══ SOURCE RECORDS ══

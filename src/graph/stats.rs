use std::collections::BTreeMap;

use serde::{Deserialize, Serialize};

use super::enhanced::EnhancedDependencyGraph;

/// Summary counts for an analyzed graph.
///
/// `transitive_dependencies` is `lock entries - direct - indirect` and is
/// reported as-is, negative values included.
#[derive(Debug, Clone, PartialEq, Serialize, Deserialize)]
pub struct Statistics {
    pub total_dependencies: usize,
    pub direct_dependencies: usize,
    pub indirect_dependencies: usize,
    pub transitive_dependencies: i64,
    pub version_conflicts: usize,
    pub security_issues: usize,
    pub unique_licenses: usize,
    pub licenses_breakdown: BTreeMap<String, usize>,
}

impl EnhancedDependencyGraph {
    pub fn statistics(&self) -> Statistics {
        let (direct, indirect) = self.graph.dependency_count();
        let transitive = self.lock_entries.len() as i64 - direct as i64 - indirect as i64;

        Statistics {
            total_dependencies: self.graph.all_nodes.len().saturating_sub(1),
            direct_dependencies: direct,
            indirect_dependencies: indirect,
            transitive_dependencies: transitive,
            version_conflicts: self.conflicts.len(),
            security_issues: self.security_issues.len(),
            unique_licenses: self.licenses_summary.len(),
            licenses_breakdown: self.licenses_summary.clone(),
        }
    }
}
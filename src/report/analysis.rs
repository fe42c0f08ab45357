use std::fmt::{self, Write};

use anyhow::Result;
use colored::*;
use comfy_table::Cell;

use super::table;
use crate::graph::EnhancedDependencyGraph;
use crate::license::UNKNOWN_LICENSE;

/// Which part of the analysis report to show.
#[derive(Debug, Clone, Copy, PartialEq, Eq)]
pub enum AnalysisView {
    Full,
    ConflictsOnly,
    OutdatedOnly,
}

pub fn render(graph: &EnhancedDependencyGraph, view: AnalysisView) -> Result<String> {
    let mut out = String::new();

    writeln!(out, "{}", "Dependency Analysis Report".blue().bold())?;
    writeln!(out, "{}\n", "==========================".blue().bold())?;
    writeln!(out, "Module: {}", graph.module_name())?;
    if let Some(go) = &graph.graph.module_go_version {
        writeln!(out, "Go Version: {}", go)?;
    }
    writeln!(out)?;

    match view {
        AnalysisView::ConflictsOnly => write_conflicts(&mut out, graph)?,
        AnalysisView::OutdatedOnly => write_outdated(&mut out, graph)?,
        AnalysisView::Full => {
            write_statistics(&mut out, graph)?;
            write_conflicts(&mut out, graph)?;
            write_security(&mut out, graph)?;
            write_licenses(&mut out, graph)?;
            write_recommendations(&mut out, graph)?;
        }
    }

    Ok(out)
}

fn write_statistics(out: &mut String, graph: &EnhancedDependencyGraph) -> fmt::Result {
    let stats = graph.statistics();
    writeln!(out, "{}", "Statistics:".blue().bold())?;
    writeln!(out, "  Total Dependencies: {}", stats.total_dependencies)?;
    writeln!(out, "  Direct Dependencies: {}", stats.direct_dependencies)?;
    writeln!(out, "  Indirect Dependencies: {}", stats.indirect_dependencies)?;
    writeln!(out, "  Transitive Dependencies: {}", stats.transitive_dependencies)?;
    writeln!(out, "  Unique Licenses: {}\n", stats.unique_licenses)?;
    Ok(())
}

fn write_conflicts(out: &mut String, graph: &EnhancedDependencyGraph) -> fmt::Result {
    if graph.conflicts.is_empty() {
        writeln!(out, "{}\n", "✓ No version conflicts detected".green().bold())?;
        return Ok(());
    }
    writeln!(
        out,
        "{}",
        format!("⚡ Version Conflicts ({}):", graph.conflicts.len()).red().bold()
    )?;
    for c in &graph.conflicts {
        writeln!(
            out,
            "  • {}: {} vs {} ({})",
            c.module_path, c.current_version, c.conflict_version, c.reason
        )?;
    }
    writeln!(out)?;
    Ok(())
}

fn write_security(out: &mut String, graph: &EnhancedDependencyGraph) -> fmt::Result {
    if graph.security_issues.is_empty() {
        writeln!(out, "{}\n", "✓ No known security issues".green().bold())?;
        return Ok(());
    }
    writeln!(
        out,
        "{}",
        format!("⚠ Security Issues ({}):", graph.security_issues.len()).red().bold()
    )?;
    for node in graph.enhanced_nodes.values() {
        for issue in &node.security_issues {
            writeln!(
                out,
                "  • {} [{}] {}: {}",
                issue.id,
                issue.severity,
                node.name(),
                issue.description
            )?;
            if !issue.fixed_in.is_empty() {
                writeln!(out, "    Fixed in: {}", issue.fixed_in)?;
            }
        }
    }
    writeln!(out)?;
    Ok(())
}

fn write_licenses(out: &mut String, graph: &EnhancedDependencyGraph) -> fmt::Result {
    writeln!(out, "{}", "License Summary:".blue().bold())?;
    for (license, count) in &graph.licenses_summary {
        writeln!(out, "  • {}: {} packages", license, count)?;
    }
    writeln!(out)?;
    Ok(())
}

fn write_recommendations(out: &mut String, graph: &EnhancedDependencyGraph) -> fmt::Result {
    writeln!(out, "{}", "Recommendations:".yellow().bold())?;
    if !graph.conflicts.is_empty() {
        writeln!(out, "  • Review and resolve version conflicts")?;
    }
    if !graph.security_issues.is_empty() {
        writeln!(out, "  • Update packages with security vulnerabilities")?;
    }
    if let Some(unknown) = graph.licenses_summary.get(UNKNOWN_LICENSE).filter(|n| **n > 0) {
        writeln!(out, "  • Review licenses for {} unknown packages", unknown)?;
    }
    writeln!(out, "  • Consider running 'go mod tidy' to clean up dependencies")?;
    writeln!(out, "  • Use 'modviz doctor' for detailed package health analysis")?;
    Ok(())
}

fn write_outdated(out: &mut String, graph: &EnhancedDependencyGraph) -> fmt::Result {
    let outdated: Vec<_> = graph.enhanced_nodes.values().filter(|n| n.is_outdated).collect();
    if outdated.is_empty() {
        writeln!(out, "{}", "✓ No outdated packages".green().bold())?;
        return Ok(());
    }

    writeln!(
        out,
        "{}\n",
        format!("Outdated Packages ({}):", outdated.len()).yellow().bold()
    )?;
    let mut t = table(&["Name", "Version", "Direct", "Last update", "Available"]);
    for node in outdated {
        t.add_row(vec![
            Cell::new(node.name()),
            Cell::new(node.version()),
            Cell::new(if node.is_direct() { "yes" } else { "no" }),
            Cell::new(
                node.last_update
                    .map(|d| d.format("%Y-%m-%d").to_string())
                    .unwrap_or_else(|| "-".to_string()),
            ),
            Cell::new(node.update_available.as_deref().unwrap_or("-")),
        ]);
    }
    writeln!(out, "{}", t)?;
    Ok(())
}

═══

- TASK GOAL -
Your answer must be a copy of every line in the data above that holds the string "Review".

- OUTPUT BELOW -
        writeln!(out, "  • Review and resolve version conflicts")?;
        writeln!(out, "  • Review licenses for {} unknown packages", unknown)?;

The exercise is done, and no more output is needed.